What do ya think, ready to add your own story to the linky and possibly win a prize?

Wednesday, October 21, 2015

WEP: Halloween

October 21 - 23 WEP HALLOWEEN CHALLENGE: Youthful Frights Vs Adult Fears.

For this challenge, you will be asked to share a childhood fright that might or did turn into an adult fear, real or imagined.

To start the fun you can:
1.    share with us a favorite frightening tale, movie, novel or a photograph or painting that will leave us quaking in our boots
2.    in a short paragraph describe how it scared you, and why it did and or still does today
3.    then you can:
a.    write your own scary piece, 1000 words or less, in any format or
b.    share a photograph or painting that captures the horror you've felt.

The subject or theme is a childhood fright that might or did turn into an adult fear.
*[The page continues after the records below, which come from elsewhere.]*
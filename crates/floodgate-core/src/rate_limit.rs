//! Per-client token bucket rate limiting.
//!
//! Each client key owns a bucket holding up to `max_tokens` tokens that
//! refills continuously at `refill_rate_per_second`. A request costs one
//! token (or an explicit amount). Buckets are tracked in insertion order and
//! capped at `max_clients`; admitting a new client into a full table evicts
//! the oldest-inserted bucket. Idle buckets are dropped by a background
//! cleanup.

use crate::config::RateLimiterConfig;
use crate::maintenance::BackgroundTask;
use lru::LruCache;
use parking_lot::Mutex;
use serde::Serialize;
use std::sync::atomic::{AtomicU64, Ordering};
use std::sync::Arc;
use std::time::{Duration, Instant};
use tracing::{debug, trace};

/// Key used by limiters that share one bucket across all callers.
pub const GLOBAL_KEY: &str = "__global__";

/// Outcome of a consume call.
#[derive(Debug, Clone, Copy, PartialEq, Eq, Serialize)]
pub struct RateLimitDecision {
    /// Whether the request is admitted
    pub allowed: bool,
    /// Whole tokens left after this request
    pub remaining: u64,
    /// Milliseconds until enough tokens will be available; 0 when allowed
    pub retry_after_ms: u64,
}

impl RateLimitDecision {
    fn allow(remaining: f64) -> Self {
        Self {
            allowed: true,
            remaining: remaining.max(0.0).floor() as u64,
            retry_after_ms: 0,
        }
    }

    fn deny(retry_after_ms: u64) -> Self {
        Self {
            allowed: false,
            remaining: 0,
            retry_after_ms,
        }
    }

    /// `retry_after_ms` rounded up to whole seconds, for `Retry-After`.
    pub fn retry_after_secs(&self) -> u64 {
        self.retry_after_ms.div_ceil(1000)
    }
}

/// Rate limiter statistics snapshot.
#[derive(Debug, Clone, PartialEq, Serialize)]
pub struct RateLimiterStats {
    /// Limiter name
    pub name: String,
    /// Tracked clients
    pub clients: usize,
    /// Client table capacity
    pub max_clients: usize,
    /// Admitted requests
    pub allowed: u64,
    /// Denied requests
    pub denied: u64,
    /// Buckets evicted to admit new clients
    pub evicted_clients: u64,
}

#[derive(Debug, Clone)]
struct Bucket {
    tokens: f64,
    last_refill: Instant,
}

impl Bucket {
    fn full(max_tokens: f64, now: Instant) -> Self {
        Self {
            tokens: max_tokens,
            last_refill: now,
        }
    }

    fn refill(&mut self, now: Instant, max_tokens: f64, rate: f64) {
        let elapsed = now.saturating_duration_since(self.last_refill).as_secs_f64();
        self.tokens = (self.tokens + elapsed * rate).min(max_tokens);
        if now > self.last_refill {
            self.last_refill = now;
        }
    }
}

/// Token bucket rate limiter keyed by client.
pub struct RateLimiter {
    config: RateLimiterConfig,
    // LruCache used purely as an insertion-ordered map: only `peek_mut` is
    // used for lookups so order never changes on access.
    buckets: Mutex<LruCache<String, Bucket>>,
    allowed: AtomicU64,
    denied: AtomicU64,
    evicted_clients: AtomicU64,
    cleaner: BackgroundTask,
}

impl RateLimiter {
    /// Create a limiter.
    pub fn new(config: RateLimiterConfig) -> Self {
        let cleaner = BackgroundTask::new(format!("rate-limit-cleanup-{}", config.name));
        Self {
            buckets: Mutex::new(LruCache::unbounded()),
            allowed: AtomicU64::new(0),
            denied: AtomicU64::new(0),
            evicted_clients: AtomicU64::new(0),
            cleaner,
            config,
        }
    }

    /// Limiter name.
    pub fn name(&self) -> &str {
        &self.config.name
    }

    /// Limiter configuration.
    pub fn config(&self) -> &RateLimiterConfig {
        &self.config
    }

    /// Take one token for `client_key`.
    pub fn consume(&self, client_key: &str) -> RateLimitDecision {
        self.consume_tokens(client_key, 1.0)
    }

    /// Take `tokens` tokens for `client_key`. An amount that is not a
    /// positive finite number is admitted without touching the bucket.
    pub fn consume_tokens(&self, client_key: &str, tokens: f64) -> RateLimitDecision {
        let now = Instant::now();
        let max_tokens = self.config.max_tokens;
        let rate = self.config.refill_rate_per_second;

        let mut buckets = self.buckets.lock();

        if !buckets.contains(client_key) {
            if buckets.len() >= self.config.max_clients {
                if let Some((evicted, _)) = buckets.pop_lru() {
                    self.evicted_clients.fetch_add(1, Ordering::Relaxed);
                    debug!(
                        limiter = %self.config.name,
                        evicted = %evicted,
                        "Client table full, evicted oldest bucket"
                    );
                }
            }
            buckets.put(client_key.to_string(), Bucket::full(max_tokens, now));
        }

        let Some(bucket) = buckets.peek_mut(client_key) else {
            return RateLimitDecision::allow(max_tokens);
        };

        bucket.refill(now, max_tokens, rate);

        // Zero, negative and non-finite amounts take nothing.
        if !tokens.is_finite() || tokens <= 0.0 {
            let decision = RateLimitDecision::allow(bucket.tokens);
            drop(buckets);
            self.allowed.fetch_add(1, Ordering::Relaxed);
            return decision;
        }

        if bucket.tokens >= tokens {
            bucket.tokens -= tokens;
            let decision = RateLimitDecision::allow(bucket.tokens);
            drop(buckets);
            self.allowed.fetch_add(1, Ordering::Relaxed);
            decision
        } else {
            let deficit = tokens - bucket.tokens;
            let retry_after_ms = (deficit / rate * 1000.0).ceil() as u64;
            drop(buckets);
            self.denied.fetch_add(1, Ordering::Relaxed);
            trace!(
                limiter = %self.config.name,
                client = client_key,
                retry_after_ms,
                "Rate limit exceeded"
            );
            RateLimitDecision::deny(retry_after_ms)
        }
    }

    /// Forget `client_key`. Returns whether it was tracked.
    pub fn reset(&self, client_key: &str) -> bool {
        self.buckets.lock().pop(client_key).is_some()
    }

    /// Number of tracked clients.
    pub fn client_count(&self) -> usize {
        self.buckets.lock().len()
    }

    /// Drop buckets idle longer than the configured timeout.
    pub fn cleanup_idle(&self) -> usize {
        self.cleanup_idle_older_than(self.config.idle_timeout())
    }

    fn cleanup_idle_older_than(&self, idle_timeout: Duration) -> usize {
        let now = Instant::now();
        let mut buckets = self.buckets.lock();

        let idle: Vec<String> = buckets
            .iter()
            .filter(|(_, b)| now.saturating_duration_since(b.last_refill) > idle_timeout)
            .map(|(k, _)| k.clone())
            .collect();

        for key in &idle {
            buckets.pop(key);
        }
        drop(buckets);

        if !idle.is_empty() {
            debug!(
                limiter = %self.config.name,
                removed = idle.len(),
                "Removed idle rate limit buckets"
            );
        }
        idle.len()
    }

    /// Statistics snapshot.
    pub fn stats(&self) -> RateLimiterStats {
        RateLimiterStats {
            name: self.config.name.clone(),
            clients: self.client_count(),
            max_clients: self.config.max_clients,
            allowed: self.allowed.load(Ordering::Relaxed),
            denied: self.denied.load(Ordering::Relaxed),
            evicted_clients: self.evicted_clients.load(Ordering::Relaxed),
        }
    }

    /// Start the background idle cleanup.
    pub fn start(self: &Arc<Self>) -> bool {
        self.cleaner
            .spawn_periodic(self, self.config.cleanup_interval(), |limiter| async move {
                limiter.cleanup_idle();
            })
    }

    /// Stop the background cleanup.
    pub fn stop(&self) {
        self.cleaner.stop();
    }

    /// Stop the background cleanup and wait for it to exit.
    pub async fn shutdown(&self) {
        self.cleaner.stop();
        self.cleaner.join().await;
    }

    /// Whether the background cleanup is running.
    pub fn is_cleaning(&self) -> bool {
        self.cleaner.is_running()
    }
}

#[cfg(test)]
mod tests {
    use super::*;

    fn limiter(max_tokens: f64, rate: f64, max_clients: usize) -> RateLimiter {
        RateLimiter::new(RateLimiterConfig::new("test", max_tokens, rate, max_clients))
    }

    #[test]
    fn test_burst_then_block() {
        let limiter = limiter(10.0, 1.0, 100);

        for i in 0..10 {
            let decision = limiter.consume("u");
            assert!(decision.allowed, "request {i} should be allowed");
            assert_eq!(decision.remaining, 9 - i);
        }

        let denied = limiter.consume("u");
        assert!(!denied.allowed);
        assert_eq!(denied.remaining, 0);
        assert!(denied.retry_after_ms > 0);
        assert!(denied.retry_after_ms <= 1000);
    }

    #[test]
    fn test_invalid_amounts_leave_bucket_unchanged() {
        let limiter = limiter(10.0, 1.0, 100);
        assert_eq!(limiter.consume_tokens("u", 4.0).remaining, 6);

        for amount in [-100.0, 0.0, f64::NAN, f64::INFINITY, f64::NEG_INFINITY] {
            let decision = limiter.consume_tokens("u", amount);
            assert!(decision.allowed, "amount {amount} should be a no-op");
            assert_eq!(decision.remaining, 6);
            assert_eq!(decision.retry_after_ms, 0);
        }

        // Bucket never exceeds its capacity.
        for _ in 0..6 {
            assert!(limiter.consume("u").allowed);
        }
        assert!(!limiter.consume("u").allowed);
    }

    #[test]
    fn test_refill() {
        let limiter = limiter(5.0, 5.0, 100);
        for _ in 0..5 {
            assert!(limiter.consume("u").allowed);
        }
        assert!(!limiter.consume("u").allowed);

        std::thread::sleep(Duration::from_millis(500));

        let decision = limiter.consume("u");
        assert!(decision.allowed);
    }

    #[test]
    fn test_refill_caps_at_max() {
        let limiter = limiter(3.0, 1000.0, 100);
        limiter.consume("u");
        std::thread::sleep(Duration::from_millis(20));

        let decision = limiter.consume("u");
        assert_eq!(decision.remaining, 2);
    }

    #[test]
    fn test_clients_are_isolated() {
        let limiter = limiter(2.0, 0.1, 100);
        assert!(limiter.consume("a").allowed);
        assert!(limiter.consume("a").allowed);
        assert!(!limiter.consume("a").allowed);

        assert!(limiter.consume("b").allowed);
        assert_eq!(limiter.client_count(), 2);
    }

    #[test]
    fn test_client_eviction_is_fifo() {
        let limiter = limiter(5.0, 1.0, 3);
        limiter.consume("c1");
        limiter.consume("c2");
        limiter.consume("c3");

        // touching c1 must not protect it
        limiter.consume("c1");
        limiter.consume("c4");

        assert_eq!(limiter.client_count(), 3);
        assert_eq!(limiter.stats().evicted_clients, 1);

        // c1 was evicted, so it comes back with a full bucket
        assert_eq!(limiter.consume("c1").remaining, 4);
        // and c2 was evicted to make room for it
        assert_eq!(limiter.stats().evicted_clients, 2);
        assert_eq!(limiter.consume("c3").remaining, 3);
    }

    #[test]
    fn test_consume_tokens() {
        let limiter = limiter(10.0, 2.0, 10);
        let decision = limiter.consume_tokens("u", 8.0);
        assert!(decision.allowed);
        assert_eq!(decision.remaining, 2);

        let denied = limiter.consume_tokens("u", 4.0);
        assert!(!denied.allowed);
        // deficit of 2 tokens at 2/s
        assert!(denied.retry_after_ms > 900 && denied.retry_after_ms <= 1000);
        assert_eq!(denied.retry_after_secs(), 1);
    }

    #[test]
    fn test_denial_does_not_consume() {
        let limiter = limiter(3.0, 0.001, 10);
        assert!(limiter.consume_tokens("u", 2.0).allowed);
        assert!(!limiter.consume_tokens("u", 2.0).allowed);
        assert!(limiter.consume_tokens("u", 1.0).allowed);
    }

    #[test]
    fn test_global_key_shares_one_bucket() {
        let limiter = RateLimiter::new(RateLimiterConfig::new("global", 3.0, 0.001, 1));
        for _ in 0..3 {
            assert!(limiter.consume(GLOBAL_KEY).allowed);
        }
        assert!(!limiter.consume(GLOBAL_KEY).allowed);
        assert_eq!(limiter.client_count(), 1);
    }

    #[test]
    fn test_cleanup_idle() {
        let limiter = limiter(5.0, 1.0, 10);
        limiter.consume("old");
        std::thread::sleep(Duration::from_millis(30));
        limiter.consume("fresh");

        assert_eq!(limiter.cleanup_idle_older_than(Duration::from_millis(20)), 1);
        assert_eq!(limiter.client_count(), 1);
        assert_eq!(limiter.cleanup_idle(), 0);
    }

    #[test]
    fn test_reset() {
        let limiter = limiter(1.0, 0.001, 10);
        assert!(limiter.consume("u").allowed);
        assert!(!limiter.consume("u").allowed);

        assert!(limiter.reset("u"));
        assert!(!limiter.reset("u"));
        assert!(limiter.consume("u").allowed);
    }

    #[test]
    fn test_stats() {
        let limiter = limiter(1.0, 0.001, 10);
        limiter.consume("u");
        limiter.consume("u");

        let stats = limiter.stats();
        assert_eq!(stats.name, "test");
        assert_eq!(stats.allowed, 1);
        assert_eq!(stats.denied, 1);
        assert_eq!(stats.clients, 1);
        assert_eq!(stats.max_clients, 10);
    }

    #[tokio::test]
    async fn test_background_cleanup_lifecycle() {
        let limiter = Arc::new(limiter(5.0, 1.0, 10));
        assert!(limiter.start());
        assert!(limiter.is_cleaning());

        limiter.shutdown().await;
        assert!(!limiter.is_cleaning());
    }
}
Since I didn't write a story - too much writing for IWSG and critting projects for other friends - I'm taking a couple liberties with the above format.

  I guess I was subject to the usual childhood fears, but nothing that scared me to the point of absolute avoidance forever. Vampires and Werewolves used to be spooky, and Mummy's. Frankenstein's monster, the monster under the bed. Bela Lagosi, Vincent Price and Christopher Lee are some of my favorite horror actors from childhood, and taught me the value of locking windows and doors before bed. Later came mutants, demon possession, Freddy Kruger, Jason and zombies. While the movies were scary, I developed more of a curiosity in scary things - stories and creatures - than a fear of them. And no, clowns do not scare me. Never have, never will. Well, maybe Pennywise . . .
  But Hobo's did. For me, the Boogie Man was a homeless transient that lived down along the railroad tracks. He dressed in dark clothing, had a shaggy beard and long, dirty hair, and walked stooped over from carrying sacks of bad children to their camp to put in pots and boil for dinner. At least, that was the story my parents told us. I only saw one man that looked like that; we drove past him one night on the way home from church. One sighting was enough for me to pray extra hard for a few months.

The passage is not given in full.